Input data section start
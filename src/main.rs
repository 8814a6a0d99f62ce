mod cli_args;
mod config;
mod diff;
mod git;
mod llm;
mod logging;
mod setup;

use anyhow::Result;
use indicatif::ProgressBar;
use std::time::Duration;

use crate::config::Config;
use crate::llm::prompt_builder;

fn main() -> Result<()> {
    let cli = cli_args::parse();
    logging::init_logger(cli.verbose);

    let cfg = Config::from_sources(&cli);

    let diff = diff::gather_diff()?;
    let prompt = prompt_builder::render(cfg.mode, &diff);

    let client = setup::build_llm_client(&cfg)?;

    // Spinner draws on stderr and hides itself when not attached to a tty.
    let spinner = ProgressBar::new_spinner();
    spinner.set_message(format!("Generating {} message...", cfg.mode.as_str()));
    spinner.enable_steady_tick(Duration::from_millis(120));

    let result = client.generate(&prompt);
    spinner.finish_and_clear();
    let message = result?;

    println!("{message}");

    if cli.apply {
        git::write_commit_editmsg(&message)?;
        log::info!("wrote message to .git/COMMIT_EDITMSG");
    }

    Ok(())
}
Input data section end
What to do: Reply with nothing except the number of lines in the listing above that include "mode".

Task solution: 2